Sue Threakall, of the campaign group Tainted Blood, told the Newham Recorder: "The reaction to the consultation has been one of dumb despair even among seasoned campaigners.

"There's absolute shock that a government that has been working with us and seemed to think they could get it right has got it so catastrophically wrong.

"It needs to go back to the drawing board. The government needs to say we got it wrong and we're going to revisit this - not in six months or 12 months but now."

Among the campaigners who joined the protest on 12 April were two women whose husbands both died as a result of the contaminated blood scandal. Ron Hill died in 2004 after being given blood infected with Hepatitis C during his NHS treatment for a clotting disorder, according to ITV. Sue Threakell was joined by her local MP for Barnstaple at the demonstration. Her husband died to due contracting HIV after he was given contaminated blood.

Campaigners are fighting for a financial settlement from the Government, with MPs criticising delays in implementing a £100 million compensation scheme which campaigners argue will leave some people worse off.

Despite warnings, the UK purchased haemophilia treatment from foreign high-risk paid donors. As part of the contaminated blood scandal, haemophilia patients received blood products carrying almost 6 times more risk of HIV infection and close to 100% chance of infection with Hepatitis C. Around 2,400 died as a result of the contaminated blood.

As part of the newly proposed reforms by the Government, support to the majority of the community would decrease by up to 30%. People in England stand to be worse off than they currently are and receive less support than in Scotland where when a haemophilia patient infected with contaminated blood dies, their spouse or civil partner will continue to receive 75% of their annual payment.

What caused the tainted blood?

The infections were allegedly due to plasma products such as Factor VIII that were sourced from the United States from large groups of donors who were sometimes paid for their donation. A documentary by investigative journalist Kelly Duda, Factor 8: The Arkansas Prison Blood Scandal alleges that for more than 20 years, the Arkansas prison system benefitted from selling blood plasma from prisoners infected with viral hepatitis and AIDS.

In the UK, no government, health or organisation has admitted liability for the scandal and no compensation has been paid to those affected. An independent inquiry into Contaminated Blood and Blood Products, chaired by Baron Archer of Sandwell, was set up to uncover the causes of the events that led to thousands of infections and deaths. Lord Robert Winston described it as "the worst treatment disaster in the history of the National Health Service".

What is haemophilia?

The condition is a hereditary genetic disorder that impairs the body from controlling blood clotting.

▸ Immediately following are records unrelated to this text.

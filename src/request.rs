//! Request-line tokenizing and URL percent/plus decoding.
//!
//! Grounded on `misc.c`'s `parse_string()` (tokenizer, with its
//! multi-delimiter and tail-preserving behavior) and `url.c`'s
//! `url_indecode()` (in-place percent decode with a no-op fast path).

use std::borrow::Cow;

pub const MAX_TOKENS: usize = 64;
pub const MAX_LINE_BYTES: usize = 65535;

/// Split `line` on runs of spaces, capping at `max_tokens`. `parse_string`'s
/// delimiter is space only; `+` is never a token boundary there (it is
/// `url_indecode`'s job, applied per token by [`url_decode`]). Once the cap
/// is reached the remaining text becomes the final token verbatim (matching
/// the original's "tail-preserving" last token), rather than being silently
/// dropped.
pub fn tokenize(line: &str, max_tokens: usize) -> Vec<String> {
    let mut tokens = Vec::new();
    let mut rest = line.trim_matches(' ');
    while !rest.is_empty() {
        if tokens.len() + 1 >= max_tokens {
            tokens.push(rest.to_string());
            break;
        }
        match rest.find(' ') {
            Some(pos) => {
                tokens.push(rest[..pos].to_string());
                rest = rest[pos..].trim_start_matches(' ');
            }
            None => {
                tokens.push(rest.to_string());
                break;
            }
        }
    }
    tokens
}

/// Decode `%HH` escapes and literal `+` into a space, in place where
/// possible. Returns the original slice unchanged (no allocation) when no
/// `%` is present, mirroring the original's pointer-equality fast path.
/// Decoded length never exceeds the encoded length.
pub fn url_decode(token: &str) -> Cow<'_, str> {
    if !token.contains('%') {
        if !token.contains('+') {
            return Cow::Borrowed(token);
        }
        return Cow::Owned(token.replace('+', " "));
    }

    let bytes = token.as_bytes();
    let mut out = Vec::with_capacity(bytes.len());
    let mut i = 0;
    while i < bytes.len() {
        match bytes[i] {
            b'+' => {
                out.push(b' ');
                i += 1;
            }
            b'%' => {
                let hex = bytes
                    .get(i + 1..i + 3)
                    .and_then(|b| std::str::from_utf8(b).ok());
                match hex.and_then(|h| u8::from_str_radix(h, 16).ok()) {
                    Some(byte) => {
                        out.push(byte);
                        i += 3;
                    }
                    None => {
                        out.push(bytes[i]);
                        i += 1;
                    }
                }
            }
            b => {
                out.push(b);
                i += 1;
            }
        }
    }
    Cow::Owned(String::from_utf8_lossy(&out).into_owned())
}

#[cfg(test)]
mod tests {
    use super::*;

    #[test]
    fn tokenize_splits_on_space_only() {
        // '+' is not a delimiter here; it stays embedded in the token and
        // is only turned into a space later, per-token, by url_decode.
        let tokens = tokenize("1 bob.example+foo", 64);
        assert_eq!(tokens, vec!["1", "bob.example+foo"]);
    }

    #[test]
    fn tokenize_preserves_tail_past_cap() {
        let tokens = tokenize("a b c d e", 3);
        assert_eq!(tokens, vec!["a", "b", "c d e"]);
    }

    #[test]
    fn url_decode_no_percent_is_borrowed() {
        let decoded = url_decode("plain-token");
        assert!(matches!(decoded, Cow::Borrowed(_)));
        assert_eq!(decoded, "plain-token");
    }

    #[test]
    fn url_decode_percent_hex_and_plus() {
        assert_eq!(url_decode("a%20b+c"), "a b c");
        assert_eq!(url_decode("100%25"), "100%");
    }

    #[test]
    fn url_decode_trailing_malformed_percent_is_kept_literal() {
        assert_eq!(url_decode("bad%2"), "bad%2");
        assert_eq!(url_decode("bad%"), "bad%");
    }
}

Haemophilia A is a bleeding disorder where a protein made by the body to help make blood clot is either partly or completely missing, according to the Haemophilia Society. This protein is called a clotting factor: with haemophilia A there is a deficiency of clotting factor VIII (eight).

In around two thirds of cases there is a family medical history of haemophilia and mainly affects boys and men. Women can be 'carriers' of the affected gene and may experience symptoms. Although it is the most common type of haemophilia it is a rare condition, affecting about one in every 10,000 males.

Haemophilia A is classed as mild, moderate or severe, depending on the level of clotting factor VIII in the blood. The main symptoms are a tendency to bruise easily especially in childhood; a tendency to bleed into joints and muscles causing pain, swelling and impairment of movement. Bleeding episodes must be treated promptly to avoid lasting effects.

It is treated by replacing the missing clotting factor VIII in the blood through an intravenous infusion of clotting factor concentrate. In the UK most people with haemophilia A are treated with manufactured clotting factor concentrate (recombinant) although it can be made from human blood plasma as well (plasma derived). With the proper treatment people with haemophilia A can lead long and functioning lives. However, there is currently no cure for haemophilia A.

With haemophilia B, there is a deficiency of clotting factor IX (nine) and around two thirds have a family history of the disorder whilst in the rest it is a new case. Haemophilia B mainly affects boys and men; women can be 'carriers' of the affected gene and may experience symptoms. Only about 20% of people with haemophilia have haemophilia B, so it is a rare condition, affecting about one in every 50,000 males.